Academy Awards 1940 -
Best Supporting Actor: Walter Brennan
In 1940, THE WESTERNER was underrated--regarded simply as an amusing diversion from director William Wyler. Time has passed and it emerges in the 2000s looking like one of the great Westerns. It begins with a hanging in Vinegarroon, where the self-styled "Judge" Roy Bean (Walter Brennan) holds sway. Cole Harden (Gary Cooper) rides into town on, what proves to be, a stolen horse. Entering Bean's saloon, which doubles as a courtroom, Cole is soon on trial--with his horse as a witness. The case is summarily concluded, the jury convenes in the poker room with a bottle of whiskey, and while they drink, Cole has a little time to think of how to save his neck. The judge seems to like him, and maybe likes English actress Lily Langtry even more. Maybe if Cole has seen, or even met, the legendary Lily....
As THE WESTERNER moves from its laconic opening to its climactic opera house showdown, it crosses its buddy-rivalry story, with a homesteaders-versus-cattlemen subplot and the story of Bean's fascination with Lily Langtry. It does all this with economy, wonderful deep-focus photography by Gregg Toland, deft direction by Wyler, and beautiful understated acting by Cooper and Brennan.
A cowboy rides into a small western town and soon finds himself in the middle of a deadly land dispute. Walter Brennan sparkles as Judge Roy Bean.
Theatrical release: September 19, 1940.
It was shot in four weeks in October and November 1939 near Tucson, Arizona. Although it was shot quickly with Arizona locations standing in for Texas, THE WESTERNER still cost more than a million dollars to make. Among its costlier items were the replica of the Fort Davis Grand Opera House--in which the real-life Lily Langtry once appeared--built by art director James Basevi; and a herd of seven thousand cattle--more than had appeared together in any movie up to that time.
The year before Gary Cooper starred in THE WESTERNER, the U.S. Treasury Department reported that he was the country's highest taxpayer--his income in 1939 was $482,819.
Walter Brennan won his third supporting actor Oscar for THE WESTERNER, in spite his playing a starring role.
The basis of THE WESTERNER was a 10-page story by Stuart N. Lake. Director Wyler, Walter Brennan and Gary Cooper all committed to the movie and Jo Swerling began working on the script, but it was still unfinished when Niven Busch was brought in to rework it. Busch strengthened Cooper's part, named his character Cole Harden, and added the love-hate relationship between Harden and Bean. The relationship has more edge than the friendly rivalries that followed in later movies because of Roy Bean's superior power--conferred by his judgeship--and his occasionally ruthless use of it and because the laconic Cooper's quick wit provides his only means of staying ahead of the judge.

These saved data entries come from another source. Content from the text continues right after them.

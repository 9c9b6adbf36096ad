//! Vision-transformer motifs: MLP blocks and attention blocks.

use std::collections::HashSet;

use qlower_core::{Graph, Mode, NodeId, Op, OpKind};
use tracing::debug;

use super::{MatchReport, def_of, first_user, first_user_of, has_one_use, input_def, is_siso, pin};
use crate::PrecisionOverrideMap;

/// Models with more blocks than this also pin the MLP matmuls of their
/// last blocks.
const DEEP_MODEL_BLOCKS: usize = 18;
const PINNED_TAIL_BLOCKS: usize = 3;

pub(super) fn apply(graph: &Graph, overrides: &mut PrecisionOverrideMap, report: &mut MatchReport) {
    let adds: Vec<NodeId> = graph
        .order()
        .iter()
        .copied()
        .filter(|&id| graph.kind(id) == OpKind::Add)
        .collect();

    let mlp: Vec<NodeId> = adds.iter().copied().filter(|&a| match_mlp(graph, a)).collect();
    let mut mha: Vec<NodeId> = adds.iter().copied().filter(|&a| match_mha(graph, a)).collect();
    if mha.is_empty() {
        mha = adds
            .iter()
            .copied()
            .filter(|&a| match_mha_relaxed(graph, a))
            .collect();
    }

    report.vit_mlp = mlp.len();
    report.vit_mha = mha.len();
    debug!(mlp = mlp.len(), mha = mha.len(), "vit scan");

    if mlp.is_empty() || mlp.len() != mha.len() {
        return;
    }
    report.vit_applied = true;

    for &add in &mha {
        pin(overrides, graph, add, Mode::F16);
        for user in graph.users(graph.output(add, 0)) {
            if graph.kind(user) == OpKind::Add {
                pin(overrides, graph, user, Mode::F16);
            }
        }
    }

    let total = mlp.len();
    for (index, &add) in mlp.iter().enumerate() {
        pin(overrides, graph, add, Mode::F16);
        let in_tail = index + PINNED_TAIL_BLOCKS >= total;
        if !(in_tail && total > DEEP_MODEL_BLOCKS) {
            continue;
        }
        for &value in graph.inputs(add) {
            if let Some(mm) = def_of(graph, value, OpKind::MatMul) {
                pin(overrides, graph, mm, Mode::F16);
            }
        }
    }
}

/// `Add(Add, MatMul(Gelu(MatMul(LayerNorm(Add)))))` anchored at the outer
/// residual Add.
pub(super) fn match_mlp(graph: &Graph, add: NodeId) -> bool {
    let mut residual = None;
    let mut mm = None;
    for &value in graph.inputs(add) {
        let producer = graph.producer(value);
        match graph.kind(producer) {
            OpKind::MatMul => mm = Some(producer),
            OpKind::Add => residual = Some(producer),
            _ => return false,
        }
    }
    let (Some(residual), Some(mm)) = (residual, mm) else {
        return false;
    };
    if !is_siso(graph, mm) {
        return false;
    }
    let Some(gelu) = input_def(graph, mm, OpKind::Gelu) else {
        return false;
    };
    if !is_siso(graph, gelu) {
        return false;
    }
    let Some(mm1) = input_def(graph, gelu, OpKind::MatMul) else {
        return false;
    };
    if let Some(ln) = input_def(graph, mm1, OpKind::LayerNorm)
        && (graph.producer(graph.input(ln, 0)) != residual || !is_siso(graph, ln))
    {
        return false;
    }
    [mm, gelu, mm1].iter().all(|&n| has_one_use(graph, n))
}

/// Attention block hanging off a residual Add: a LayerNorm feeding a fused
/// qkv projection that is sliced into three heads and rejoins the residual
/// stream at a later Add.
pub(super) fn match_mha(graph: &Graph, add: NodeId) -> bool {
    matches_strict(graph, add).is_some()
}

fn matches_strict(graph: &Graph, add: NodeId) -> Option<()> {
    let (ln, residual) = residual_split(graph, add)?;
    if !is_siso(graph, ln) || !converges(graph, ln, residual) {
        return None;
    }

    let qkv = first_user_of(graph, ln, OpKind::MatMul)?;
    let reshape = first_user_of(graph, qkv, OpKind::Reshape)?;
    let permute = first_user_of(graph, reshape, OpKind::Permute)?;
    let permute_out = graph.output(permute, 0);
    if graph.use_count(permute_out) != 3 {
        return None;
    }

    let mut slices = [None; 3];
    for user in graph.users(permute_out) {
        let Op::Slice { offset, .. } = &graph.node(user).op else {
            return None;
        };
        let head = usize::try_from(*offset.first()?).ok()?;
        *slices.get_mut(head)? = Some(user);
    }
    let mut heads = [NodeId::from_raw(0); 3];
    for (head, slice) in heads.iter_mut().zip(slices) {
        *head = first_user_of(graph, slice?, OpKind::Reshape)?;
    }

    let context = first_user_of(graph, heads[2], OpKind::MatMul)?;
    let scores = first_user_of(graph, heads[0], OpKind::MatMul)?;
    if first_user_of(graph, heads[1], OpKind::MatMul)? != scores {
        return None;
    }
    let scale = first_user_of(graph, scores, OpKind::MulConst)?;
    let softmax = first_user_of(graph, scale, OpKind::Softmax)?;
    if first_user(graph, softmax)? != context {
        return None;
    }

    rejoins(graph, context, residual)
}

/// Looser attention shape with separate q, k and v projections, tried only
/// when the strict form matched nowhere.
pub(super) fn match_mha_relaxed(graph: &Graph, add: NodeId) -> bool {
    matches_relaxed(graph, add).is_some()
}

fn matches_relaxed(graph: &Graph, add: NodeId) -> Option<()> {
    let (ln, residual) = residual_split(graph, add)?;
    if !converges(graph, ln, residual) {
        return None;
    }
    let ln_out = graph.output(ln, 0);
    if !matches!(graph.use_count(ln_out), 3 | 4) {
        return None;
    }

    let mut permutes: [Option<NodeId>; 3] = [None; 3];
    let mut scale = None;
    for projection in graph.users(ln_out) {
        if graph.kind(projection) != OpKind::MatMul || !is_siso(graph, projection) {
            return None;
        }
        let reshape = first_user_of(graph, projection, OpKind::Reshape)?;
        if graph.use_count(graph.output(reshape, 0)) == 0 {
            continue;
        }
        if !is_siso(graph, reshape) {
            return None;
        }
        let permute = first_user_of(graph, reshape, OpKind::Permute)?;
        if !is_siso(graph, permute) {
            return None;
        }

        let next = first_user(graph, permute)?;
        let head = match graph.kind(next) {
            OpKind::MulConst => {
                if !is_siso(graph, next) {
                    return None;
                }
                scale = Some(next);
                0
            }
            OpKind::MatMul => match graph.kind(first_user(graph, next)?) {
                OpKind::Softmax => 1,
                OpKind::Permute => 2,
                OpKind::MulConst if permutes[0].is_none() => 0,
                OpKind::MulConst if permutes[1].is_some() => return None,
                OpKind::MulConst => 1,
                _ => return None,
            },
            _ => return None,
        };
        permutes[head] = Some(permute);
    }
    let [Some(query), Some(key), Some(value)] = permutes else {
        return None;
    };

    let scores = first_user_of(graph, key, OpKind::MatMul)?;
    let partner = match scale {
        Some(scale) => first_user_of(graph, scale, OpKind::MatMul)?,
        None => first_user_of(graph, query, OpKind::MatMul)?,
    };
    if partner != scores {
        return None;
    }

    let softmax = match first_user_of(graph, scores, OpKind::MulConst) {
        Some(scale_after) if scale.is_none() => {
            if !is_siso(graph, scale_after) {
                return None;
            }
            first_user_of(graph, scale_after, OpKind::Softmax)?
        }
        _ => first_user_of(graph, scores, OpKind::Softmax)?,
    };
    let context = first_user_of(graph, softmax, OpKind::MatMul)?;
    if first_user(graph, value)? != context {
        return None;
    }

    rejoins(graph, context, residual)
}

/// Splits the consumers of a residual Add into the LayerNorm that opens
/// the block and the Add that closes it.
fn residual_split(graph: &Graph, add: NodeId) -> Option<(NodeId, NodeId)> {
    let mut ln = None;
    let mut residual = None;
    for user in graph.users(graph.output(add, 0)) {
        match graph.kind(user) {
            OpKind::LayerNorm => ln = Some(user),
            OpKind::Add => residual = Some(user),
            _ => {}
        }
    }
    Some((ln?, residual?))
}

/// `context -> Permute -> Reshape -> MatMul -> residual`.
fn rejoins(graph: &Graph, context: NodeId, residual: NodeId) -> Option<()> {
    let permute = first_user_of(graph, context, OpKind::Permute)?;
    let reshape = first_user_of(graph, permute, OpKind::Reshape)?;
    let out_proj = first_user_of(graph, reshape, OpKind::MatMul)?;
    (first_user(graph, out_proj)? == residual).then_some(())
}

/// Every path leaving `from` reaches `to` without ending at the graph
/// result or a None placeholder.
pub(super) fn converges(graph: &Graph, from: NodeId, to: NodeId) -> bool {
    let mut stack = vec![from];
    let mut seen = HashSet::new();
    while let Some(node) = stack.pop() {
        if !seen.insert(node) {
            continue;
        }
        let Some(&out) = graph.outputs(node).first() else {
            return false;
        };
        for user in graph.users(out) {
            if user == to {
                continue;
            }
            match graph.kind(user) {
                OpKind::Return | OpKind::None => return false,
                _ => stack.push(user),
            }
        }
    }
    true
}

The scenes between Cooper and Brennan have an extraordinary naturalness and unexpected quality, perhaps because, in a rare departure from his usual methods, director William Wyler encouraged his actors to improvise and also ordered rewrites of scenes from one day to the next. Wyler thought of the movie as a comedy disguised as a melodrama.
Not only is THE WESTERNER a prototype of such buddy-rival Westerns as VERA CRUZ, BUTCH CASSIDY AND THE SUNDANCE KID, and BAD COMPANY and of such thrillers as 48 HOURS and LETHAL WEAPON, it is also a forerunner of the homesteader-versus-cattlemen plot later explored in SHANE, OKLAHOMA!, and HEAVEN'S GATE, and it finds time to tell the real-life story of Judge Roy Bean's fascination for the English actress Lily Langtry--which is also the basis of THE LIFE AND TIMES OF JUDGE ROY BEAN.
THE WESTERNER was one of several films that brought together the talents of director William Wyler, producer Samuel Goldwyn, the great director of photography Gregg Toland, and editor Daniel Mandell. THE WESTERNER was one of eight films that Wyler made for Goldwyn in what was often a stormy relationship. The others were THESE THREE, DODSWORTH, COME AND GET IT--which Wyler completed after Goldwyn fired Howard Hawks--DEAD END, WUTHERING HEIGHTS, THE LITTLE FOXES, and THE BEST YEARS OF OUR LIVES. Toland was the director of photography on all but one of these movies--the exception was DODSWORTH. Mandell was editor on all but one--for him the exception was COME AND GET IT. In addition, Mandell also edited two earlier non-Goldwyn movies for Wyler--COUNSELLOR-AT-LAW and THE GOOD FAIRY.
Producer Samuel Goldwyn was unhappy with the score that Dmitri Tiomkin wrote for THE WESTERNER so he delayed the release of the movie from February to September and had the score rewritten by an uncredited Alfred Newman.